**Work order**
Only the lines holding "GatewayError" are wanted; find them in the listing and return each one.
+++++
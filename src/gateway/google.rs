use super::{check_status, http_client, Gateway, GatewayError, GatewayResult, Translation};
use async_trait::async_trait;
use serde_json::Value;
use std::time::Duration;

const ENDPOINT: &str = "https://translate.googleapis.com/translate_a/single";

/// The keyless `gtx` web endpoint.
pub struct Google {
    client: reqwest::Client,
}

impl Google {
    pub fn new(timeout: Duration) -> GatewayResult<Self> {
        Ok(Self { client: http_client(timeout)? })
    }
}

/// The body is a nested array: `data[0]` holds `[translated, original, ..]`
/// segments, `data[2]` the detected source language.
fn parse_body(data: &Value) -> GatewayResult<Translation> {
    let segments = data
        .get(0)
        .and_then(Value::as_array)
        .ok_or_else(|| GatewayError::Protocol("missing translation segments".to_string()))?;
    let text: String = segments
        .iter()
        .filter_map(|seg| seg.get(0).and_then(Value::as_str))
        .collect();
    let detected = data.get(2).and_then(Value::as_str).unwrap_or_default();
    Ok(Translation { text, detected_source_language: detected.to_lowercase() })
}

#[async_trait]
impl Gateway for Google {
    async fn translate(&self, text: &str, source: &str, target: &str) -> GatewayResult<Translation> {
        let resp = self
            .client
            .get(ENDPOINT)
            .query(&[("client", "gtx"), ("sl", source), ("tl", target), ("dt", "t"), ("q", text)])
            .send()
            .await?;
        let resp = check_status(resp).await?;
        let data: Value = resp.json().await?;
        parse_body(&data)
    }

    fn provider_name(&self) -> &str {
        "Google"
    }
}

#[cfg(test)]
mod tests {
    use super::*;
    use serde_json::json;

    #[test]
    fn joins_segments_and_reads_detection() {
        let body = json!([
            [["Hello. ", "Bonjour. ", null, null, 10], ["How are you?", "Ça va ?", null, null, 3]],
            null,
            "fr"
        ]);
        let t = parse_body(&body).unwrap();
        assert_eq!(t.text, "Hello. How are you?");
        assert_eq!(t.detected_source_language, "fr");
    }

    #[test]
    fn missing_segments_is_a_protocol_error() {
        assert!(matches!(parse_body(&json!({ "error": "x" })), Err(GatewayError::Protocol(_))));
        assert!(matches!(parse_body(&json!([null])), Err(GatewayError::Protocol(_))));
    }
}
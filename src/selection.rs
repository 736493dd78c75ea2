//! Selection tracking: turns the host's live selection into immutable
//! snapshots and keeps the single current one.

use crate::geometry::{Rect, Viewport};

/// Opaque handle the host can re-apply to restore a selection.
///
/// The overlay never interprets the offsets; they mean whatever the host
/// document that produced them says they mean.
#[derive(Debug, Clone, Copy, PartialEq, Eq, Hash)]
pub struct SelectionRange {
    start: usize,
    end: usize,
}

impl SelectionRange {
    pub fn new(start: usize, end: usize) -> Self {
        Self { start, end }
    }

    pub fn start(&self) -> usize {
        self.start
    }

    pub fn end(&self) -> usize {
        self.end
    }
}

/// What the host reports when asked for its current selection.
#[derive(Debug, Clone, PartialEq)]
pub struct LiveSelection {
    pub text: String,
    pub rect: Option<Rect>,
    pub range: SelectionRange,
}

/// The host document as the overlay sees it.
pub trait HostDocument {
    /// The selection as it is right now, if there is one at all.
    fn live_selection(&self) -> Option<LiveSelection>;

    /// Re-applies a previously captured range.
    fn restore_selection(&mut self, range: SelectionRange);

    fn viewport(&self) -> Viewport;
}

#[derive(Debug, Clone, PartialEq)]
pub struct SelectionSnapshot {
    text: String,
    rect: Rect,
    range: SelectionRange,
}

impl SelectionSnapshot {
    /// `None` for blank text or a rectangle with no area.
    pub fn capture(live: &LiveSelection) -> Option<Self> {
        let text = live.text.trim();
        if text.is_empty() {
            return None;
        }
        let rect = live.rect.filter(|r| !r.is_degenerate())?;
        Some(Self { text: text.to_string(), rect, range: live.range })
    }

    pub fn text(&self) -> &str {
        &self.text
    }

    pub fn rect(&self) -> Rect {
        self.rect
    }

    pub fn range(&self) -> SelectionRange {
        self.range
    }
}

#[derive(Debug, Clone, PartialEq)]
pub enum SelectionUpdate {
    /// A new selection, or the same one with a different rectangle.
    Changed(SelectionSnapshot),
    /// Identical to the current snapshot.
    Unchanged,
    Cleared,
}

#[derive(Debug, Default)]
pub struct SelectionTracker {
    current: Option<SelectionSnapshot>,
    change_pending: bool,
}

impl SelectionTracker {
    pub fn current(&self) -> Option<&SelectionSnapshot> {
        self.current.as_ref()
    }

    /// Reads the live selection and supersedes the current snapshot.
    pub fn observe<D: HostDocument + ?Sized>(&mut self, doc: &D) -> SelectionUpdate {
        let next = doc.live_selection().as_ref().and_then(SelectionSnapshot::capture);
        match next {
            None => {
                self.current = None;
                SelectionUpdate::Cleared
            }
            Some(snapshot) if self.current.as_ref() == Some(&snapshot) => SelectionUpdate::Unchanged,
            Some(snapshot) => {
                self.current = Some(snapshot.clone());
                SelectionUpdate::Changed(snapshot)
            }
        }
    }

    /// Records a selection-change signal; the read happens in [`flush`](Self::flush).
    pub fn note_change(&mut self) {
        self.change_pending = true;
    }

    /// Handles all selection changes noted during the task, once.
    pub fn flush<D: HostDocument + ?Sized>(&mut self, doc: &D) -> Option<SelectionUpdate> {
        if !std::mem::take(&mut self.change_pending) {
            return None;
        }
        Some(self.observe(doc))
    }

    pub fn clear(&mut self) {
        self.current = None;
        self.change_pending = false;
    }
}

#[cfg(test)]
pub(crate) mod tests {
    use super::*;
    use std::cell::Cell;

    #[derive(Default)]
    pub(crate) struct FakeDocument {
        pub selection: Option<LiveSelection>,
        pub restored: Vec<SelectionRange>,
        pub viewport: Viewport,
        pub reads: Cell<usize>,
    }

    impl FakeDocument {
        pub(crate) fn new() -> Self {
            Self { viewport: Viewport::new(1024.0, 768.0), ..Default::default() }
        }

        pub(crate) fn select(&mut self, text: &str, rect: Rect, start: usize) {
            self.selection = Some(LiveSelection {
                text: text.to_string(),
                rect: Some(rect),
                range: SelectionRange::new(start, start + text.chars().count()),
            });
        }

        pub(crate) fn clear(&mut self) {
            self.selection = None;
        }
    }

    impl HostDocument for FakeDocument {
        fn live_selection(&self) -> Option<LiveSelection> {
            self.reads.set(self.reads.get() + 1);
            self.selection.clone()
        }

        fn restore_selection(&mut self, range: SelectionRange) {
            self.restored.push(range);
        }

        fn viewport(&self) -> Viewport {
            self.viewport
        }
    }

    fn rect() -> Rect {
        Rect::new(100.0, 50.0, 60.0, 18.0)
    }

    #[test]
    fn capture_trims_text() {
        let live = LiveSelection {
            text: "  Bonjour \n".into(),
            rect: Some(rect()),
            range: SelectionRange::new(0, 11),
        };
        let snap = SelectionSnapshot::capture(&live).unwrap();
        assert_eq!(snap.text(), "Bonjour");
        assert_eq!(snap.range(), SelectionRange::new(0, 11));
    }

    #[test]
    fn blank_text_or_flat_rect_is_no_snapshot() {
        let blank = LiveSelection { text: " \t ".into(), rect: Some(rect()), range: SelectionRange::new(0, 3) };
        assert!(SelectionSnapshot::capture(&blank).is_none());

        let flat = LiveSelection {
            text: "word".into(),
            rect: Some(Rect::new(10.0, 10.0, 0.0, 0.0)),
            range: SelectionRange::new(0, 4),
        };
        assert!(SelectionSnapshot::capture(&flat).is_none());

        let no_rect = LiveSelection { text: "word".into(), rect: None, range: SelectionRange::new(0, 4) };
        assert!(SelectionSnapshot::capture(&no_rect).is_none());
    }

    #[test]
    fn observe_supersedes_and_clears() {
        let mut doc = FakeDocument::new();
        let mut tracker = SelectionTracker::default();

        doc.select("Hello", rect(), 0);
        assert!(matches!(tracker.observe(&doc), SelectionUpdate::Changed(_)));
        assert_eq!(tracker.observe(&doc), SelectionUpdate::Unchanged);

        doc.select("world", rect(), 6);
        match tracker.observe(&doc) {
            SelectionUpdate::Changed(s) => assert_eq!(s.text(), "world"),
            other => panic!("expected change, got {other:?}"),
        }

        doc.clear();
        assert_eq!(tracker.observe(&doc), SelectionUpdate::Cleared);
        assert!(tracker.current().is_none());
    }

    #[test]
    fn moved_rect_is_a_change_of_the_same_selection() {
        let mut doc = FakeDocument::new();
        let mut tracker = SelectionTracker::default();
        doc.select("Hello", rect(), 0);
        tracker.observe(&doc);

        doc.select("Hello", Rect::new(40.0, 50.0, 60.0, 18.0), 0);
        let SelectionUpdate::Changed(moved) = tracker.observe(&doc) else {
            panic!("expected a change");
        };
        assert_eq!(moved.range(), SelectionRange::new(0, 5));
        assert_eq!(tracker.current(), Some(&moved));
    }

    #[test]
    fn selection_changes_are_coalesced_until_flush() {
        let mut doc = FakeDocument::new();
        let mut tracker = SelectionTracker::default();
        doc.select("Hello", rect(), 0);

        tracker.note_change();
        tracker.note_change();
        tracker.note_change();
        assert_eq!(doc.reads.get(), 0);

        assert!(matches!(tracker.flush(&doc), Some(SelectionUpdate::Changed(_))));
        assert_eq!(doc.reads.get(), 1);
        assert_eq!(tracker.flush(&doc), None);
        assert_eq!(doc.reads.get(), 1);
    }
}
+++++
**Reply**
use super::{check_status, http_client, Gateway, GatewayError, GatewayResult, Translation};
        .ok_or_else(|| GatewayError::Protocol("missing translation segments".to_string()))?;
        assert!(matches!(parse_body(&json!({ "error": "x" })), Err(GatewayError::Protocol(_))));
        assert!(matches!(parse_body(&json!([null])), Err(GatewayError::Protocol(_))));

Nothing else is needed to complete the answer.